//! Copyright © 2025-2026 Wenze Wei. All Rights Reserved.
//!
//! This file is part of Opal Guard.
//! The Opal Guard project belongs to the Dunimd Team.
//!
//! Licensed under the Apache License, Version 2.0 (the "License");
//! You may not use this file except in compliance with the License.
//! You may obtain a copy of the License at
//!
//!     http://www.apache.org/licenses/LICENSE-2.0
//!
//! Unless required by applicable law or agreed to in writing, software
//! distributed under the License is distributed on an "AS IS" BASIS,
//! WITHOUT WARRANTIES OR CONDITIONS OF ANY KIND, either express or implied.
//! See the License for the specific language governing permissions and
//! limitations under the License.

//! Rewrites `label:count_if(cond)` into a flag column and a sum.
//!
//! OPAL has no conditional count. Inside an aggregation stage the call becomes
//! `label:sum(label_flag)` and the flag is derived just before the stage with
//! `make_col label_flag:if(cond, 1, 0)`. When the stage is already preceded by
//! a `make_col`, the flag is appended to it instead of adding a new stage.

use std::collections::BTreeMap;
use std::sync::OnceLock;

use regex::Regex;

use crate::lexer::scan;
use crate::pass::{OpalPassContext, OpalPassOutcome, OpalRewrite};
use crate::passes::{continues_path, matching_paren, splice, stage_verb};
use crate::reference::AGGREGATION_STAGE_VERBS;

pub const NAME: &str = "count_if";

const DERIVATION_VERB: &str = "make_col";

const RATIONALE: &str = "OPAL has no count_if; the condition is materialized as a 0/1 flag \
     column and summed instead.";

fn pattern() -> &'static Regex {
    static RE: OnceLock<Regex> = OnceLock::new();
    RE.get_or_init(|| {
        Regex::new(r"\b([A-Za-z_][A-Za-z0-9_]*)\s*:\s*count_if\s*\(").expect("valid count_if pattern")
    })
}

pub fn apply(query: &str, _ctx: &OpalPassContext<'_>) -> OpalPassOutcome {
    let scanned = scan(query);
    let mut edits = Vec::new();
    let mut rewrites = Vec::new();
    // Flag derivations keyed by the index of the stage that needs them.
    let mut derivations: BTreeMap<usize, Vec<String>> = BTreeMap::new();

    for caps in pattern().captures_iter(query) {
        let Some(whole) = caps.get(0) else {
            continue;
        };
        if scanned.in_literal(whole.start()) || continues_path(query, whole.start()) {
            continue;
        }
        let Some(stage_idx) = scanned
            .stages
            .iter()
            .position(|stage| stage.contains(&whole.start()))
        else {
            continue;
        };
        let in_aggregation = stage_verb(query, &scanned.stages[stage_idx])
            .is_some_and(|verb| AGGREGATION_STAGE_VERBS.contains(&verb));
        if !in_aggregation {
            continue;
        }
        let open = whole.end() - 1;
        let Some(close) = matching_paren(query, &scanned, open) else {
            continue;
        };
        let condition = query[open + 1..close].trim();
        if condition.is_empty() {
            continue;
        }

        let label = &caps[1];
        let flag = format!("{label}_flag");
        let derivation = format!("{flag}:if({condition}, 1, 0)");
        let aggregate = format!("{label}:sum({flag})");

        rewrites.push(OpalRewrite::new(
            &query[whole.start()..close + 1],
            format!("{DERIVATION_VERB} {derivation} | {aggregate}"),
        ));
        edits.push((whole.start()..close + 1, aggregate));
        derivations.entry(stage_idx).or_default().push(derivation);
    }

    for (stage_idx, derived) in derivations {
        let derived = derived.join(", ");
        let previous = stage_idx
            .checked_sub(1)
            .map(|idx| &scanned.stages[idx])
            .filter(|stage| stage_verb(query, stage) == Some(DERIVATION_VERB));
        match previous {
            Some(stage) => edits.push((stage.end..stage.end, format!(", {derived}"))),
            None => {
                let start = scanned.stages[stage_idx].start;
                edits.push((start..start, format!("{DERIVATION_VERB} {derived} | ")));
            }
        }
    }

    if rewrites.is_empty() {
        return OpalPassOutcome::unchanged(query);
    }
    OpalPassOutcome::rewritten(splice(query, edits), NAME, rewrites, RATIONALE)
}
---
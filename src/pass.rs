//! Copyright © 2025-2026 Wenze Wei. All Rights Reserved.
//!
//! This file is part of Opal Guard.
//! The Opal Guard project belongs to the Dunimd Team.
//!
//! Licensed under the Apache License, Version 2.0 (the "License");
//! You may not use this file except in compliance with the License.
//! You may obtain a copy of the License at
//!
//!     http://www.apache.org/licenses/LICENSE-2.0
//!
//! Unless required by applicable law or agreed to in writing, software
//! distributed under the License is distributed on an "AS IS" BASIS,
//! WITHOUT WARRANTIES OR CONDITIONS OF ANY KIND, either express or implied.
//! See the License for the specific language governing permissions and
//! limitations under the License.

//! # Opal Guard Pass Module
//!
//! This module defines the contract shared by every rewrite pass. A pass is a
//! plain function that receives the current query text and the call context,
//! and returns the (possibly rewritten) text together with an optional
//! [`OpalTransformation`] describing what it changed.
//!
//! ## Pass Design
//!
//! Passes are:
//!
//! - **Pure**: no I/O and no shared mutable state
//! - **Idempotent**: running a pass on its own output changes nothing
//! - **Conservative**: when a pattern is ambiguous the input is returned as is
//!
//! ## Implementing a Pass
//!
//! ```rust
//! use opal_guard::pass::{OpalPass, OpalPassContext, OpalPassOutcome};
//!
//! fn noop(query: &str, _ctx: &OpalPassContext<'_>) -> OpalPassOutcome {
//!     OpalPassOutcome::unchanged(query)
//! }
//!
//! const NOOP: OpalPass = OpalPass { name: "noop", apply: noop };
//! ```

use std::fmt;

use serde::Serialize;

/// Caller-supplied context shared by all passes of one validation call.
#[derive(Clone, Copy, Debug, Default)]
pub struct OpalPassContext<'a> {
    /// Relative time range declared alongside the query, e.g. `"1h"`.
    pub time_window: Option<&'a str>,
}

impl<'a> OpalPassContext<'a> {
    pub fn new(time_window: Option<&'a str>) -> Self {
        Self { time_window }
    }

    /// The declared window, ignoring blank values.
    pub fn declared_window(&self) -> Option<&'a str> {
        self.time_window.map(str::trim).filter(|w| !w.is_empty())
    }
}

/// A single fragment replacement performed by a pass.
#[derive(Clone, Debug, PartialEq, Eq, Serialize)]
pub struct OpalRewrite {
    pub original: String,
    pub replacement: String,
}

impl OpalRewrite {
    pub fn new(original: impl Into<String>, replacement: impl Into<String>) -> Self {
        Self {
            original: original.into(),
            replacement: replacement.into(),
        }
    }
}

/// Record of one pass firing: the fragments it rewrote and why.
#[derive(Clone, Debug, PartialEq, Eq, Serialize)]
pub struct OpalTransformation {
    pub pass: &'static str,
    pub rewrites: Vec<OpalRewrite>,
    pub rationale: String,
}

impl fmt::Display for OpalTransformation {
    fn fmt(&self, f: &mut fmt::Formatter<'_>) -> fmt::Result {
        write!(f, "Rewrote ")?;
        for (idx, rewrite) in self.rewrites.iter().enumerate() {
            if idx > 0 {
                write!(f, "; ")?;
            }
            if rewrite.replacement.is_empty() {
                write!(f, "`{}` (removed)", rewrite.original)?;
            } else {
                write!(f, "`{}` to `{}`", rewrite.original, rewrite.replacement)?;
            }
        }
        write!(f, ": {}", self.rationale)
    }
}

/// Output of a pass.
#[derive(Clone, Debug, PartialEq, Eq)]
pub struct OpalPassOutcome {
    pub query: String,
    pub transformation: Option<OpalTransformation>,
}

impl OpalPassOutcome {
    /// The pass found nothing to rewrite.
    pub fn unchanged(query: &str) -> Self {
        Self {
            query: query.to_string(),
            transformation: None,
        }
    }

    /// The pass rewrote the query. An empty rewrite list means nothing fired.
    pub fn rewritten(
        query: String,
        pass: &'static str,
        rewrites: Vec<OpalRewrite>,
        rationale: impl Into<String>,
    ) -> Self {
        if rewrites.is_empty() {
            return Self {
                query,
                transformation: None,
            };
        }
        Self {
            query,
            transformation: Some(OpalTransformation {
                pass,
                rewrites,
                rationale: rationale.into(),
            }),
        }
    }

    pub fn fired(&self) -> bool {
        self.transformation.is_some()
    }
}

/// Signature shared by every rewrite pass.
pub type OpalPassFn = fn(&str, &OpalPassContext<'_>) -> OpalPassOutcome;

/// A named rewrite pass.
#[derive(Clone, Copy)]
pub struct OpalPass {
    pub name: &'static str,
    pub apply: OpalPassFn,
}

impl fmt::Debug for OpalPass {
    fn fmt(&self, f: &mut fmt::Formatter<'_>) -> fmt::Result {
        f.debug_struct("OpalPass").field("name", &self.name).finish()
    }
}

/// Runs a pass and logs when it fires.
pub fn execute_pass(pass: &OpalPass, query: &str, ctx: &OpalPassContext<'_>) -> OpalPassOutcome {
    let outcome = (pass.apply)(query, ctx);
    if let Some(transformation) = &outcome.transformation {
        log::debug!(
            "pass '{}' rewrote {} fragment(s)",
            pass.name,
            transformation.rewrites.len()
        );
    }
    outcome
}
---
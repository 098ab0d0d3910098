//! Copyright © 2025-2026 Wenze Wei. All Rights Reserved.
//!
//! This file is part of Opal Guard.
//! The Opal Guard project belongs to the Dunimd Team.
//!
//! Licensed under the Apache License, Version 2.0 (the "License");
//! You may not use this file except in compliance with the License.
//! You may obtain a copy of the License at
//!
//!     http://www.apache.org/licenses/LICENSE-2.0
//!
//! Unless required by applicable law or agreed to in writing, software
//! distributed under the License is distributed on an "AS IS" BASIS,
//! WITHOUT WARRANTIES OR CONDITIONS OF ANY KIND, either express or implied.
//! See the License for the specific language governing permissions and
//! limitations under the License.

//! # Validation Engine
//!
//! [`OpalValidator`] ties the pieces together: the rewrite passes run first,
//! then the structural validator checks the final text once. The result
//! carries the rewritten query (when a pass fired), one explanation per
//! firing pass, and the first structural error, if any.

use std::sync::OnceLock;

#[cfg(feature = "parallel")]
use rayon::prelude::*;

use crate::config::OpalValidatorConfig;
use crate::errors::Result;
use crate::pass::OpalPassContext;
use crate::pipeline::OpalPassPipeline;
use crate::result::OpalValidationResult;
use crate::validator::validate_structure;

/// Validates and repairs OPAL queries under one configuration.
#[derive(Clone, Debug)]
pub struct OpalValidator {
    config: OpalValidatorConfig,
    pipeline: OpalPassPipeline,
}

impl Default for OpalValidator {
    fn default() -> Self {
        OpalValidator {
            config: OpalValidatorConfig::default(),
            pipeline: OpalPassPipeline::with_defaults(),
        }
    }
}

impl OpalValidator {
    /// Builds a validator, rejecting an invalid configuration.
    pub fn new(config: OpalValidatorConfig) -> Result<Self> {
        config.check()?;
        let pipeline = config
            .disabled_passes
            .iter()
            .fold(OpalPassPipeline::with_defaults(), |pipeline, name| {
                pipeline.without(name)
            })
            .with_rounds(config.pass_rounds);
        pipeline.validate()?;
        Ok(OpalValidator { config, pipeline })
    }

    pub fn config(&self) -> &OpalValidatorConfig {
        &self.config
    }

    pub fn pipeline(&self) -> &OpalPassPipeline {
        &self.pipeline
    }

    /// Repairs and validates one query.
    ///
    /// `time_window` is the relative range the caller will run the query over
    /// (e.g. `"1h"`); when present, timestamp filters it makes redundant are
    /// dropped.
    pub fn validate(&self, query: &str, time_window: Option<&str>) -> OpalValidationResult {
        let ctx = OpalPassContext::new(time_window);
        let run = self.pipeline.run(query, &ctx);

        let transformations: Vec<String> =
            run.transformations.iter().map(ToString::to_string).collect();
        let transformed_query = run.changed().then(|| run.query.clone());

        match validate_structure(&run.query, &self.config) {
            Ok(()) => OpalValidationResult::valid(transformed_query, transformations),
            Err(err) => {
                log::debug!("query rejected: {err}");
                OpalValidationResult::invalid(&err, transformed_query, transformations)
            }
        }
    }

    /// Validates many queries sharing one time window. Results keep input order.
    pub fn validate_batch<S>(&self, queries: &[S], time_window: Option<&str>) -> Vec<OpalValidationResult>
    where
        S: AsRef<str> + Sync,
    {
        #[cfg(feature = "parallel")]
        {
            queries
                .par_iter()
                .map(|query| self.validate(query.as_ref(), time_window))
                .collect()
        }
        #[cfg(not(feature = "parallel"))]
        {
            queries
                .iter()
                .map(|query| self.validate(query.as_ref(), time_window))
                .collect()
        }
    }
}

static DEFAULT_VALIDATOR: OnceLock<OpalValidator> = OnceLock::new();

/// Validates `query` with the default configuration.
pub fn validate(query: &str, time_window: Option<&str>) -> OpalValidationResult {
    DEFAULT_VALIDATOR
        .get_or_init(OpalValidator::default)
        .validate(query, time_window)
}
---
● Description of the task
The expected result is every line from the material above that includes "else".

● Written reply
        let Some(whole) = caps.get(0) else {
        else {
        let Some(close) = matching_paren(query, &scanned, open) else {
            } else {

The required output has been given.